Saved entries
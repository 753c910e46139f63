//! Configuration validation rules.
//!
//! This module provides validation logic for `AppConfig` values
//! after they have been loaded from environment, files, or defaults.

use crate::config::AppConfig;
use thiserror::Error;

/// Longest TTL accepted for any cache family: one year.
pub const MAX_TTL_SECS: u64 = 365 * 24 * 60 * 60;

/// Configuration validation errors.
#[derive(Debug, Error)]
pub enum ConfigError {
    #[error("failed to load configuration: {0}")]
    LoadFailed(String),

    #[error("invalid configuration: {field} - {reason}")]
    Invalid { field: String, reason: String },
}

fn invalid(field: &str, reason: impl Into<String>) -> ConfigError {
    ConfigError::Invalid { field: field.into(), reason: reason.into() }
}

fn check_base_url(field: &str, raw: &str) -> Result<(), ConfigError> {
    let parsed = url::Url::parse(raw.trim()).map_err(|e| invalid(field, format!("{raw}: {e}")))?;
    match parsed.scheme() {
        "http" | "https" => Ok(()),
        scheme => Err(invalid(field, format!("{raw}: unsupported scheme {scheme}"))),
    }
}

impl AppConfig {
    /// Validate configuration values after loading.
    ///
    /// # Errors
    ///
    /// Returns `ConfigError::Invalid` if:
    /// - a source or the mirror URL is not an http(s) URL
    /// - `max_bytes` is 0 or exceeds 50MB
    /// - a timeout is below 100ms or above 5 minutes
    /// - a TTL is 0 or longer than a year
    /// - a page size is outside 1..=100
    /// - `user_agent` is empty
    pub fn validate(&self) -> Result<(), ConfigError> {
        for source in &self.sources {
            check_base_url("sources", source)?;
        }
        if let Some(mirror) = &self.mirror_url {
            check_base_url("mirror_url", mirror)?;
        }

        if self.max_bytes == 0 {
            return Err(invalid("max_bytes", "must be greater than 0"));
        }
        if self.max_bytes > 50 * 1024 * 1024 {
            return Err(invalid("max_bytes", "must not exceed 50MB"));
        }

        for (field, value) in [("timeout_ms", self.timeout_ms), ("probe_timeout_ms", self.probe_timeout_ms)] {
            if value < 100 {
                return Err(invalid(field, "must be at least 100ms"));
            }
            if value > 300_000 {
                return Err(invalid(field, "must not exceed 5 minutes (300000ms)"));
            }
        }

        for (field, value) in [
            ("page_ttl_secs", self.page_ttl_secs),
            ("posts_ttl_secs", self.posts_ttl_secs),
            ("availability_ttl_secs", self.availability_ttl_secs),
        ] {
            if value == 0 {
                return Err(invalid(field, "must be greater than 0"));
            }
            if value > MAX_TTL_SECS {
                return Err(invalid(field, format!("must not exceed one year ({MAX_TTL_SECS}s)")));
            }
        }

        for (field, value) in [("default_per_page", self.default_per_page), ("preload_per_page", self.preload_per_page)] {
            if !(1..=100).contains(&value) {
                return Err(invalid(field, "must be between 1 and 100"));
            }
        }

        if self.user_agent.is_empty() {
            return Err(invalid("user_agent", "must not be empty"));
        }

        if self.sources.is_empty() && self.mirror_url.is_none() {
            tracing::warn!("no content sources or mirror configured; only cached data will be served");
        }

        Ok(())
    }
}

#[cfg(test)]
mod tests {
    use super::*;

    #[test]
    fn test_validate_default_config() {
        let config = AppConfig::default();
        assert!(config.validate().is_ok());
    }

    #[test]
    fn test_validate_sources() {
        let config = AppConfig {
            sources: vec!["https://a.example/wp-json/wp/v2".into(), "http://b.example/api".into()],
            mirror_url: Some("http://localhost:3000".into()),
            ..Default::default()
        };
        assert!(config.validate().is_ok());
    }

    #[test]
    fn test_validate_source_not_a_url() {
        let config = AppConfig { sources: vec!["not a url".into()], ..Default::default() };
        let result = config.validate();
        assert!(matches!(result, Err(ConfigError::Invalid { field, .. }) if field == "sources"));
    }

    #[test]
    fn test_validate_mirror_scheme() {
        let config = AppConfig { mirror_url: Some("file:///srv/mirror".into()), ..Default::default() };
        let result = config.validate();
        assert!(matches!(result, Err(ConfigError::Invalid { field, .. }) if field == "mirror_url"));
    }

    #[test]
    fn test_validate_max_bytes_zero() {
        let config = AppConfig { max_bytes: 0, ..Default::default() };
        let result = config.validate();
        assert!(matches!(result, Err(ConfigError::Invalid { field, .. }) if field == "max_bytes"));
    }

    #[test]
    fn test_validate_timeout_too_small() {
        let config = AppConfig { timeout_ms: 50, ..Default::default() };
        let result = config.validate();
        assert!(matches!(result, Err(ConfigError::Invalid { field, .. }) if field == "timeout_ms"));
    }

    #[test]
    fn test_validate_probe_timeout_exceeds_limit() {
        let config = AppConfig { probe_timeout_ms: 301_000, ..Default::default() };
        let result = config.validate();
        assert!(matches!(result, Err(ConfigError::Invalid { field, .. }) if field == "probe_timeout_ms"));
    }

    #[test]
    fn test_validate_zero_ttl() {
        let config = AppConfig { availability_ttl_secs: 0, ..Default::default() };
        let result = config.validate();
        assert!(matches!(result, Err(ConfigError::Invalid { field, .. }) if field == "availability_ttl_secs"));
    }

    #[test]
    fn test_validate_ttl_upper_bound() {
        let config = AppConfig { page_ttl_secs: 100_000_000_000_000_000, ..Default::default() };
        assert!(matches!(config.validate(), Err(ConfigError::Invalid { field, .. }) if field == "page_ttl_secs"));

        let config = AppConfig { posts_ttl_secs: MAX_TTL_SECS + 1, ..Default::default() };
        assert!(matches!(config.validate(), Err(ConfigError::Invalid { field, .. }) if field == "posts_ttl_secs"));

        let config = AppConfig { availability_ttl_secs: MAX_TTL_SECS, ..Default::default() };
        assert!(config.validate().is_ok());
        assert!(config.cache_policy().is_ok());
    }

    #[test]
    fn test_validate_per_page_range() {
        let config = AppConfig { default_per_page: 0, ..Default::default() };
        assert!(matches!(config.validate(), Err(ConfigError::Invalid { field, .. }) if field == "default_per_page"));

        let config = AppConfig { preload_per_page: 101, ..Default::default() };
        assert!(matches!(config.validate(), Err(ConfigError::Invalid { field, .. }) if field == "preload_per_page"));
    }

    #[test]
    fn test_validate_empty_user_agent() {
        let config = AppConfig { user_agent: String::new(), ..Default::default() };
        let result = config.validate();
        assert!(matches!(result, Err(ConfigError::Invalid { field, .. }) if field == "user_agent"));
    }

    #[test]
    fn test_validate_edge_case_values() {
        let config = AppConfig { max_bytes: 1, timeout_ms: 100, probe_timeout_ms: 300_000, ..Default::default() };
        assert!(config.validate().is_ok());
    }
}
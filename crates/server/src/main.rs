//! folio-sync server entry point.
//!
//! Loads configuration, opens the cache, warms it with the preloader and then
//! boots the MCP server on stdio transport.
//! Logging goes to stderr to avoid interfering with the JSON-RPC protocol on stdout.

use anyhow::{Context, Result};
use folio_client::{ContentSync, PreloadOutcome, Preloader};
use folio_core::{AppConfig, CacheDb, CacheStore};
use rmcp::service::serve_server;
use rmcp::transport::io::stdio;
use std::sync::Arc;
use tracing_subscriber::EnvFilter;

mod error;
mod handler;
mod tools;

#[tokio::main]
async fn main() -> Result<()> {
    tracing_subscriber::fmt()
        .with_env_filter(EnvFilter::from_default_env())
        .with_writer(std::io::stderr)
        .json()
        .init();

    let config = AppConfig::load().context("loading configuration")?;
    tracing::info!(
        sources = config.sources.len(),
        mirror = config.mirror_url.is_some(),
        db_path = %config.db_path.display(),
        "starting folio-sync server on stdio transport"
    );

    let db = CacheDb::open(&config.db_path)
        .await
        .with_context(|| format!("opening cache at {}", config.db_path.display()))?;
    let store = Arc::new(CacheStore::new(Arc::new(db), config.cache_policy()?));
    let sync = Arc::new(ContentSync::from_config(&config, store)?);

    match Preloader::new(Arc::clone(&sync)).preload().await {
        PreloadOutcome::Deferred(_) => tracing::info!("serving from snapshot, refresh scheduled"),
        PreloadOutcome::Warmed { records, origin } => tracing::info!(records, ?origin, "cache warmed"),
    }

    let handler = handler::FolioServer::new(sync);
    let transport = stdio();
    let server = serve_server(handler, transport).await?;

    server.waiting().await?;

    Ok(())
}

Task to complete: Looking at the entries above, count each line that includes the string "greater" and give only the total.

Written reply: 2